Warner Bros. Pictures

I've also seen the argument that the movie treats women poorly because it's setting up a reversal: our future depends on them, because men can't create new life. But again, this isn't the problem. It doesn't explain why the women are simplified foils to the men in the story — a quality of the writing, not the world. And if this is really the point the movie is trying to make, it's just another sexist stereotype, reducing a woman's value to a healthy and functioning uterus.

The solution to this sexism is, of course, entirely in the hands of the writers.

All writers need to be a little queer. When we write male characters, we write them as men. When we write women, we often still write them as men writing about women, defining them by our perceived differences. But in the same way that, as men, our gender is so close to our face that we treat it as a filter and not a foundation, we need to learn to write women as though we were women ourselves.

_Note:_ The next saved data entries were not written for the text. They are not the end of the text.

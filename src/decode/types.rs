//! Envelope and payload types
//!
//! The payload is kept as raw JSON until the status messages have been
//! checked, because failure replies carry an empty `response` object.

use crate::error::{Error, Result};
use crate::types::{Database, JsonValue, Layout, Record};
use serde::de::{self, DeserializeOwned, Deserializer};
use serde::{Deserialize, Serialize};

/// Status text the server uses for a successful call
pub const OK_MESSAGE: &str = "OK";

/// One status message from the `messages` array
#[derive(Debug, Clone, PartialEq, Eq, Default, Serialize, Deserialize)]
pub struct StatusMessage {
    /// Numeric status code, sent as a string ("0", "212", ...)
    #[serde(default, deserialize_with = "string_or_number")]
    pub code: String,
    /// Human-readable status text
    #[serde(default)]
    pub message: String,
}

impl StatusMessage {
    /// Create a status message
    pub fn new(code: impl Into<String>, message: impl Into<String>) -> Self {
        Self {
            code: code.into(),
            message: message.into(),
        }
    }
}

/// The reply wrapper shared by every endpoint
#[derive(Debug, Clone, Default, Deserialize)]
pub struct Envelope {
    /// Status messages; exactly one is expected
    #[serde(default)]
    pub messages: Vec<StatusMessage>,
    /// Endpoint-specific payload
    #[serde(default)]
    pub response: JsonValue,
}

impl Envelope {
    /// Check the status messages.
    ///
    /// No message is reported as "unknown errors" and several messages as
    /// "multiple errors", both protocol errors. A single message is a
    /// success only when its text is exactly "OK"; any other text becomes an
    /// application error carrying that text.
    pub fn validate(&self) -> Result<()> {
        match self.messages.as_slice() {
            [] => Err(Error::protocol("unknown errors")),
            [status] if status.message == OK_MESSAGE => Ok(()),
            [status] => Err(Error::application(status.message.clone())),
            _ => Err(Error::protocol("multiple errors")),
        }
    }

    /// Validate the envelope and decode its payload
    pub fn into_response<T: DeserializeOwned>(self) -> Result<T> {
        self.validate()?;
        serde_json::from_value(self.response)
            .map_err(|e| Error::decode(format!("Failed to decode response payload: {e}")))
    }
}

/// Payload of `POST /databases/{db}/sessions`
#[derive(Debug, Clone, Deserialize)]
pub struct TokenResponse {
    /// Bearer token for the database
    pub token: String,
}

/// Payload of `GET /databases`
#[derive(Debug, Clone, Default, Deserialize)]
pub struct DatabasesResponse {
    #[serde(default)]
    pub databases: Vec<Database>,
}

/// Payload of `GET /databases/{db}/layouts`
#[derive(Debug, Clone, Default, Deserialize)]
pub struct LayoutsResponse {
    #[serde(default)]
    pub layouts: Vec<Layout>,
}

/// Payload of `GET /databases/{db}/layouts/{layout}/records`
#[derive(Debug, Clone, Default, Deserialize)]
#[serde(rename_all = "camelCase")]
pub struct RecordsResponse {
    /// Records of this page
    #[serde(default)]
    pub data: Vec<Record>,
    /// Paging metadata
    #[serde(default)]
    pub data_info: DataInfo,
}

/// Paging metadata of a records reply
#[derive(Debug, Clone, Copy, Default, Deserialize)]
#[serde(rename_all = "camelCase")]
pub struct DataInfo {
    /// Number of records in the layout at the time of the call
    #[serde(default)]
    pub total_record_count: u64,
}

fn string_or_number<'de, D>(deserializer: D) -> std::result::Result<String, D::Error>
where
    D: Deserializer<'de>,
{
    match JsonValue::deserialize(deserializer)? {
        JsonValue::String(s) => Ok(s),
        JsonValue::Number(n) => Ok(n.to_string()),
        JsonValue::Null => Ok(String::new()),
        other => Err(de::Error::custom(format!(
            "expected string or number, got {other}"
        ))),
    }
}
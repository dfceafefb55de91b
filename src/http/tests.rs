//! Tests for the HTTP client module

use super::*;
use crate::auth::{AuthConfig, Credentials, Session};
use crate::error::Error;
use reqwest::Method;
use std::time::Duration;
use wiremock::matchers::{body_json, header, method, path, query_param};
use wiremock::{Mock, MockServer, ResponseTemplate};

fn client_for(server: &MockServer) -> HttpClient {
    let config = HttpClientConfig::builder().base_url(server.uri()).build();
    HttpClient::with_config(config).unwrap()
}

#[test]
fn test_http_client_config_default() {
    let config = HttpClientConfig::default();
    assert_eq!(config.timeout, Duration::from_secs(20));
    assert_eq!(config.connect_timeout, Duration::from_secs(20));
    assert!(config.accept_invalid_certs);
    assert!(config.base_url.is_none());
    assert_eq!(
        config.default_headers.get("content-type"),
        Some(&"application/json".to_string())
    );
    assert!(config.user_agent.starts_with("fmdump/"));
}

#[test]
fn test_http_client_config_builder() {
    let config = HttpClientConfig::builder()
        .base_url("https://fm.example.com")
        .timeout(Duration::from_secs(60))
        .connect_timeout(Duration::from_secs(5))
        .accept_invalid_certs(false)
        .user_agent("test-agent/1.0")
        .build();

    assert_eq!(config.base_url, Some("https://fm.example.com".to_string()));
    assert_eq!(config.timeout, Duration::from_secs(60));
    assert_eq!(config.connect_timeout, Duration::from_secs(5));
    assert!(!config.accept_invalid_certs);
    assert_eq!(config.user_agent, "test-agent/1.0");
}

#[test]
fn test_request_config_builder() {
    let config = RequestConfig::new()
        .query("_offset", "1")
        .query("_limit", "100")
        .json(serde_json::json!({}))
        .auth(AuthConfig::Bearer {
            token: "t".to_string(),
        });

    assert_eq!(
        config.query,
        vec![
            ("_offset".to_string(), "1".to_string()),
            ("_limit".to_string(), "100".to_string())
        ]
    );
    assert!(config.body.is_some());
    assert!(matches!(config.auth, AuthConfig::Bearer { .. }));
}

#[test]
fn test_invalid_base_url_rejected() {
    let config = HttpClientConfig::builder().base_url("not a url").build();
    let result = HttpClient::with_config(config);
    assert!(matches!(result, Err(Error::InvalidUrl(_))));
}

// ============================================================================
// URL Building Tests
// ============================================================================

#[test]
fn test_endpoint_appends_segments() {
    let config = HttpClientConfig::builder()
        .base_url("https://fm.example.com:8443")
        .build();
    let client = HttpClient::with_config(config).unwrap();

    let url = client
        .endpoint(["fmi", "data", "v2", "databases"])
        .unwrap();
    assert_eq!(url.as_str(), "https://fm.example.com:8443/fmi/data/v2/databases");
}

#[test]
fn test_endpoint_encodes_segments() {
    let config = HttpClientConfig::builder()
        .base_url("https://fm.example.com")
        .build();
    let client = HttpClient::with_config(config).unwrap();

    let url = client
        .endpoint(["databases", "Sales 2024", "layouts", "A/B?"])
        .unwrap();
    assert_eq!(
        url.path(),
        "/databases/Sales%202024/layouts/A%2FB%3F"
    );
}

#[test]
fn test_endpoint_without_base_url() {
    let client = HttpClient::with_config(HttpClientConfig::default()).unwrap();
    let result = client.endpoint(["databases"]);
    assert!(matches!(result, Err(Error::Config { .. })));
}

// ============================================================================
// Request Tests
// ============================================================================

#[tokio::test]
async fn test_request_sends_content_type_and_query() {
    let mock_server = MockServer::start().await;

    Mock::given(method("GET"))
        .and(path("/api/records"))
        .and(header("Content-Type", "application/json"))
        .and(query_param("_offset", "101"))
        .and(query_param("_limit", "100"))
        .respond_with(ResponseTemplate::new(200))
        .expect(1)
        .mount(&mock_server)
        .await;

    let client = client_for(&mock_server);
    let url = client.endpoint(["api", "records"]).unwrap();
    let response = client
        .request(
            Method::GET,
            url,
            RequestConfig::new().query("_offset", "101").query("_limit", "100"),
        )
        .await
        .unwrap();

    assert_eq!(response.status(), 200);
}

#[tokio::test]
async fn test_request_basic_auth_and_body() {
    let mock_server = MockServer::start().await;

    // "admin:pw" in base64
    Mock::given(method("POST"))
        .and(path("/api/sessions"))
        .and(header("Authorization", "Basic YWRtaW46cHc="))
        .and(body_json(serde_json::json!({})))
        .respond_with(ResponseTemplate::new(200))
        .expect(1)
        .mount(&mock_server)
        .await;

    let client = client_for(&mock_server);
    let url = client.endpoint(["api", "sessions"]).unwrap();
    let auth = AuthConfig::basic(&Credentials::new("admin", "pw"));
    let response = client
        .request(
            Method::POST,
            url,
            RequestConfig::new().json(serde_json::json!({})).auth(auth),
        )
        .await
        .unwrap();

    assert_eq!(response.status(), 200);
}

#[tokio::test]
async fn test_request_bearer_auth() {
    let mock_server = MockServer::start().await;

    Mock::given(method("GET"))
        .and(path("/api/layouts"))
        .and(header("Authorization", "Bearer tok-1"))
        .respond_with(ResponseTemplate::new(200))
        .expect(1)
        .mount(&mock_server)
        .await;

    let client = client_for(&mock_server);
    let url = client.endpoint(["api", "layouts"]).unwrap();
    let session = Session::new("Sales", "tok-1");
    let response = client
        .request(
            Method::GET,
            url,
            RequestConfig::new().auth(AuthConfig::bearer(&session)),
        )
        .await
        .unwrap();

    assert_eq!(response.status(), 200);
}

#[tokio::test]
async fn test_request_does_not_fail_on_error_status() {
    let mock_server = MockServer::start().await;

    Mock::given(method("GET"))
        .and(path("/api/missing"))
        .respond_with(ResponseTemplate::new(404))
        .mount(&mock_server)
        .await;

    let client = client_for(&mock_server);
    let url = client.endpoint(["api", "missing"]).unwrap();
    let response = client
        .request(Method::GET, url, RequestConfig::new())
        .await
        .unwrap();

    assert_eq!(response.status(), 404);
}

#[tokio::test]
async fn test_request_envelope_on_401() {
    let mock_server = MockServer::start().await;

    Mock::given(method("POST"))
        .and(path("/api/sessions"))
        .respond_with(ResponseTemplate::new(401).set_body_json(serde_json::json!({
            "messages": [{"code": "212", "message": "Invalid user account and/or password; please try again"}],
            "response": {}
        })))
        .mount(&mock_server)
        .await;

    let client = client_for(&mock_server);
    let url = client.endpoint(["api", "sessions"]).unwrap();
    let envelope = client
        .request_envelope(Method::POST, url, RequestConfig::new())
        .await
        .unwrap();

    assert_eq!(envelope.messages.len(), 1);
    assert_eq!(envelope.messages[0].code, "212");
}

#[tokio::test]
async fn test_request_envelope_non_json_error() {
    let mock_server = MockServer::start().await;

    Mock::given(method("GET"))
        .and(path("/api/broken"))
        .respond_with(ResponseTemplate::new(503).set_body_string("Service Unavailable"))
        .mount(&mock_server)
        .await;

    let client = client_for(&mock_server);
    let url = client.endpoint(["api", "broken"]).unwrap();
    let result = client
        .request_envelope(Method::GET, url, RequestConfig::new())
        .await;

    assert!(matches!(result, Err(Error::HttpStatus { status: 503, .. })));
}

#[tokio::test]
async fn test_request_timeout() {
    let mock_server = MockServer::start().await;

    Mock::given(method("GET"))
        .and(path("/api/slow"))
        .respond_with(ResponseTemplate::new(200).set_delay(Duration::from_secs(2)))
        .mount(&mock_server)
        .await;

    let config = HttpClientConfig::builder()
        .base_url(mock_server.uri())
        .timeout(Duration::from_millis(100))
        .build();
    let client = HttpClient::with_config(config).unwrap();
    let url = client.endpoint(["api", "slow"]).unwrap();
    let result = client.request(Method::GET, url, RequestConfig::new()).await;

    let err = result.unwrap_err();
    assert!(err.is_infrastructure());
}
//! Error types for fmdump
//!
//! This module defines the error hierarchy for the whole crate.
//! All public APIs return `Result<T, Error>` where Error is defined here.

use thiserror::Error;

/// The main error type for fmdump
#[derive(Error, Debug)]
pub enum Error {
    // ============================================================================
    // Configuration Errors
    // ============================================================================
    #[error("Configuration error: {message}")]
    Config { message: String },

    #[error("Invalid URL: {0}")]
    InvalidUrl(#[from] url::ParseError),

    // ============================================================================
    // Transport Errors
    // ============================================================================
    #[error("HTTP request failed: {0}")]
    Http(#[from] reqwest::Error),

    #[error("HTTP {status}: {body}")]
    HttpStatus { status: u16, body: String },

    // ============================================================================
    // Envelope Errors
    // ============================================================================
    #[error("Failed to decode response: {message}")]
    Decode { message: String },

    /// Zero or several status messages in a reply envelope
    #[error("Protocol error: {message}")]
    Protocol { message: String },

    /// A single status message that is not "OK"; carries the server text verbatim
    #[error("{message}")]
    Application { message: String },

    // ============================================================================
    // Output Errors
    // ============================================================================
    #[error("Output error: {message}")]
    Output { message: String },
}

impl Error {
    /// Create a config error
    pub fn config(message: impl Into<String>) -> Self {
        Self::Config {
            message: message.into(),
        }
    }

    /// Create an HTTP status error
    pub fn http_status(status: u16, body: impl Into<String>) -> Self {
        Self::HttpStatus {
            status,
            body: body.into(),
        }
    }

    /// Create a decode error
    pub fn decode(message: impl Into<String>) -> Self {
        Self::Decode {
            message: message.into(),
        }
    }

    /// Create a protocol error
    pub fn protocol(message: impl Into<String>) -> Self {
        Self::Protocol {
            message: message.into(),
        }
    }

    /// Create an application error from the server's message text
    pub fn application(message: impl Into<String>) -> Self {
        Self::Application {
            message: message.into(),
        }
    }

    /// Create an output error
    pub fn output(message: impl Into<String>) -> Self {
        Self::Output {
            message: message.into(),
        }
    }

    /// Check if this error will recur on every call against the same server.
    ///
    /// Connection failures (DNS, refused, TLS) and timeouts are not tied to a
    /// database or layout, so the caller should stop instead of moving on.
    pub fn is_infrastructure(&self) -> bool {
        match self {
            Error::Http(e) => e.is_connect() || e.is_timeout(),
            _ => false,
        }
    }
}

/// Result type alias for fmdump
pub type Result<T> = std::result::Result<T, Error>;
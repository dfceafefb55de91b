//! Authentication module
//!
//! Two schemes are used against the Data API:
//!
//! - HTTP Basic with the account credentials, for listing databases and
//!   opening a database session
//! - Bearer with the token of a [`Session`], for everything scoped to a
//!   database
//!
//! A session is an immutable value tied to one database. Authenticating
//! again yields a new session rather than updating an existing one.

mod authenticator;
mod types;

pub use authenticator::AuthConfig;
pub use types::{Credentials, Session};
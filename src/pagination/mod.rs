//! Pagination module
//!
//! Records are read with 1-based offset/limit paging (`_offset`, `_limit`).
//!
//! # Overview
//!
//! [`OffsetPaginator`] produces the query parameters of each page and decides
//! when to stop. The stopping signal is the total record count reported by
//! the server on the most recent page, not the number of records received:
//! after each page the offset advances by the page size and paging ends once
//! the offset reaches or passes that total.
//!
//! The total is re-read on every page. If records are added during a dump
//! paging simply continues; if records are removed the dump may end before
//! every remaining record was read.

mod strategies;
mod types;

pub use strategies::{OffsetPaginator, DEFAULT_PAGE_SIZE, LIMIT_PARAM, OFFSET_PARAM};
pub use types::{NextPage, PaginationState};
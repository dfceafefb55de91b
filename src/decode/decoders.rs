//! Envelope decoding and field normalization

use super::types::Envelope;
use crate::error::{Error, Result};
use crate::types::{JsonObject, JsonValue, Record};

/// Longest body excerpt kept in an error message
const MAX_ERROR_BODY: usize = 512;

/// Parse a raw reply body into an envelope.
///
/// The server answers with an envelope on most error statuses too (a 401
/// for bad credentials still carries `{"messages":[...]}`), so the HTTP
/// status only matters when the body is not an envelope.
pub fn decode_envelope(status: u16, body: &str) -> Result<Envelope> {
    match serde_json::from_str::<Envelope>(body) {
        Ok(envelope) => Ok(envelope),
        Err(_) if !(200..300).contains(&status) => {
            Err(Error::http_status(status, truncate(body, MAX_ERROR_BODY)))
        }
        Err(e) => Err(Error::decode(format!("Failed to parse JSON envelope: {e}"))),
    }
}

/// Replace every string field that holds a JSON document with the parsed value.
///
/// Only the field's own string is parsed; strings inside the parsed value are
/// left as they are. Strings that are not valid JSON are kept.
pub fn normalize_fields(fields: &mut JsonObject) {
    for value in fields.values_mut() {
        let parsed = match value {
            JsonValue::String(s) => serde_json::from_str::<JsonValue>(s).ok(),
            _ => None,
        };
        if let Some(parsed) = parsed {
            *value = parsed;
        }
    }
}

/// Normalize the field data of a record in place
pub fn normalize_record(record: &mut Record) {
    normalize_fields(&mut record.field_data);
}

fn truncate(body: &str, max: usize) -> String {
    if body.len() <= max {
        return body.to_string();
    }
    let mut end = max;
    while !body.is_char_boundary(end) {
        end -= 1;
    }
    format!("{}...", &body[..end])
}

I struggle with having better passive representation in my stories. These things don't always come naturally.

We need to do our best to understand these characters in a way that's completely divorced from our beliefs about gender — views that often aren't even true. Characters need to be human first and foremost, rather than only existing as "a straight white male approximation of X" or a reductive stereotype. Maybe their gender is a huge part of who they are, but it's rarely the first and only thing that defines them.

Writing characters who aren't clones of ourselves is unbelievably hard. It takes research, conversations, and endless amounts of rewrites. It's something that I work on constantly as I write, and I know I probably still get it wrong most of the time. I have a hard time writing black characters who show any evidence of being a part of black culture. I worry that writing about sexual lesbian relationships as a straight cis male will just come across as fetishising them. I struggle with having better passive representation in my stories. These things don't always come naturally.

Warner Bros. Pictures

This is just the work that you need to do to get to some sort of default, some neutral ground where you aren't actively treating anyone who isn't like you like trash. When something like 2049 comes along and puts in zero of that work, that pretends that writing throwaway women is fine, it does active damage. It perpetuates sexism, it holds women down, and it makes it a no-brainer for others to do it again, and again.

I'm aware that my voice is the last thing that's needed right now. The world has had enough of the straight white cis male perspective, and it has enough stories that cater to me at the exclusion of all others. The best thing I could possibly do as a writer is point people at stories that are more in need of being told, and towards voices that more deserve to be heard. But while having more female writers is important, it's not the entire solution. The other half of the equation is to have men competently write women, instead of drowning them out with our own ignorance and apathy. Stories with well-written women should not be a subset of writing, and it's not the responsibility of women to fix representation.

We shouldn't accept stories like Blade Runner 2049. If we're going to spend $150 million telling the world a story, we need to do a hell of a lot better.